TASK OBJECTIVE
Each line below from the one containing "Err(EigsError::NotInitialized)" through the one containing "assert_eq!(solver.state(), SolverState::Converged);" should be output exactly as it stands, and no other line should appear.

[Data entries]

════

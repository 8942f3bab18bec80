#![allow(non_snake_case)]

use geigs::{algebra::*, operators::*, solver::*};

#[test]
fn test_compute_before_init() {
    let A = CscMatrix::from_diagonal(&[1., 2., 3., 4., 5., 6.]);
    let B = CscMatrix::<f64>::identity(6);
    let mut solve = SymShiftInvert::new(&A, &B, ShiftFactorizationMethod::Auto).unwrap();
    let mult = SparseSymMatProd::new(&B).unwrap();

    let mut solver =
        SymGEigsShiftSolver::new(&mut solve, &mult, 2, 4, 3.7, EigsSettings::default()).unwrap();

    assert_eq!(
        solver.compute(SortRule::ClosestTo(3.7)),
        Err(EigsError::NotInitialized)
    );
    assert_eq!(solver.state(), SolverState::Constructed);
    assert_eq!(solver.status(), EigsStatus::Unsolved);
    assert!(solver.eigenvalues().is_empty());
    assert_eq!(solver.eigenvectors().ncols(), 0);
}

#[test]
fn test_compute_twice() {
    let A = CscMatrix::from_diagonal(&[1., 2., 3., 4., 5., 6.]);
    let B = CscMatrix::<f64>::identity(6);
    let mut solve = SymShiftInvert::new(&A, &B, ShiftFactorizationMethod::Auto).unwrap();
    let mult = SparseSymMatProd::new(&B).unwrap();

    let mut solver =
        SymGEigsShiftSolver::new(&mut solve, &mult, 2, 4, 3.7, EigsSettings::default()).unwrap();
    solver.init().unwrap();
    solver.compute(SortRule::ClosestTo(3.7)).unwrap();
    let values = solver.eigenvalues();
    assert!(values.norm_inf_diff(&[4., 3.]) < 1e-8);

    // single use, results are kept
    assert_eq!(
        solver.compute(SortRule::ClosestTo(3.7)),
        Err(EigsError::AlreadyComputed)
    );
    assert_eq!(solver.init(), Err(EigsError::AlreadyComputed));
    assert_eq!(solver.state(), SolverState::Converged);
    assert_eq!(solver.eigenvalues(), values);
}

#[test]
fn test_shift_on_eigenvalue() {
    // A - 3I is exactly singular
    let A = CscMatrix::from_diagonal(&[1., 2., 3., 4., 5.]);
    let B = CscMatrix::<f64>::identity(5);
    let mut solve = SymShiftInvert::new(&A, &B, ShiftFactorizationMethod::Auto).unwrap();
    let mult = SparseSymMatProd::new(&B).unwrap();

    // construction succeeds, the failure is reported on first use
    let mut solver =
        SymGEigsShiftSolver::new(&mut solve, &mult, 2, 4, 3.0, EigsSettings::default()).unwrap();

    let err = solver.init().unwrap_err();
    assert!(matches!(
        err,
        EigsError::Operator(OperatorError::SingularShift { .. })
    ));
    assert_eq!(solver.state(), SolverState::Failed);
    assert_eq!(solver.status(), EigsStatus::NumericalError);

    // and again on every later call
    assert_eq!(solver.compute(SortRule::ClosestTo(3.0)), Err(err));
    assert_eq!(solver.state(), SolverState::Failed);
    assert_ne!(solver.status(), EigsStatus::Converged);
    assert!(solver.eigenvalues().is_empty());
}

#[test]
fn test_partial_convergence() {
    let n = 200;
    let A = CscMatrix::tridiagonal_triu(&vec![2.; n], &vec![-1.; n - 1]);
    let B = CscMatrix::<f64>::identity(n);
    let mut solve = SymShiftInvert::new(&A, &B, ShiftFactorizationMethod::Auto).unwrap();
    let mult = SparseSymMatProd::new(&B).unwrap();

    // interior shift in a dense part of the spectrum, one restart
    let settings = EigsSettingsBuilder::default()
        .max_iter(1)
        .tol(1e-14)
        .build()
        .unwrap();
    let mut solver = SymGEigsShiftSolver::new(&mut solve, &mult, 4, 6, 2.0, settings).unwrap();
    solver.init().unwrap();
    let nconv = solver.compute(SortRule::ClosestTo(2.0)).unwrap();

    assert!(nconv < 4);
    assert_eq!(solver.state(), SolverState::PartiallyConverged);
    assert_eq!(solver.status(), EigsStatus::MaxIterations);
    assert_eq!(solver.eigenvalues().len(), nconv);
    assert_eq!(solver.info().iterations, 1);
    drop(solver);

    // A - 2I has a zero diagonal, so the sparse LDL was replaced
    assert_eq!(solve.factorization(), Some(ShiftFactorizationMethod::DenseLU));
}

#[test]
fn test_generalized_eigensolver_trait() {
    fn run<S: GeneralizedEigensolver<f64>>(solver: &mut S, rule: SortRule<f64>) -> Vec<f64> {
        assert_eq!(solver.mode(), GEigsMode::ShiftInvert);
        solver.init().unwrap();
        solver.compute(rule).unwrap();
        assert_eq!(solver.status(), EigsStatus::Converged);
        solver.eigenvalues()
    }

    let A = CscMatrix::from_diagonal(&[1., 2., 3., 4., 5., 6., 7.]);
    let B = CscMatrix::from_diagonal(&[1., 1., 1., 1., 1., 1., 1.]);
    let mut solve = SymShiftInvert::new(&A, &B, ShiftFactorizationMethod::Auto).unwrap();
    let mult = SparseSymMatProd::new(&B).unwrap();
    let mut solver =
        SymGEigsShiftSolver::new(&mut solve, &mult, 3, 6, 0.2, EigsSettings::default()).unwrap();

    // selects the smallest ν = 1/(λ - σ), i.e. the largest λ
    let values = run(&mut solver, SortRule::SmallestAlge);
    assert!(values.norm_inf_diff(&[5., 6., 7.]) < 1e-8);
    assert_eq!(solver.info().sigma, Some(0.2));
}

════

PROBLEM SOLUTION
        Err(EigsError::NotInitialized)
    );
    assert_eq!(solver.state(), SolverState::Constructed);
    assert_eq!(solver.status(), EigsStatus::Unsolved);
    assert!(solver.eigenvalues().is_empty());
    assert_eq!(solver.eigenvectors().ncols(), 0);
}

#[test]
fn test_compute_twice() {
    let A = CscMatrix::from_diagonal(&[1., 2., 3., 4., 5., 6.]);
    let B = CscMatrix::<f64>::identity(6);
    let mut solve = SymShiftInvert::new(&A, &B, ShiftFactorizationMethod::Auto).unwrap();
    let mult = SparseSymMatProd::new(&B).unwrap();

    let mut solver =
        SymGEigsShiftSolver::new(&mut solve, &mult, 2, 4, 3.7, EigsSettings::default()).unwrap();
    solver.init().unwrap();
    solver.compute(SortRule::ClosestTo(3.7)).unwrap();
    let values = solver.eigenvalues();
    assert!(values.norm_inf_diff(&[4., 3.]) < 1e-8);

    // single use, results are kept
    assert_eq!(
        solver.compute(SortRule::ClosestTo(3.7)),
        Err(EigsError::AlreadyComputed)
    );
    assert_eq!(solver.init(), Err(EigsError::AlreadyComputed));
    assert_eq!(solver.state(), SolverState::Converged);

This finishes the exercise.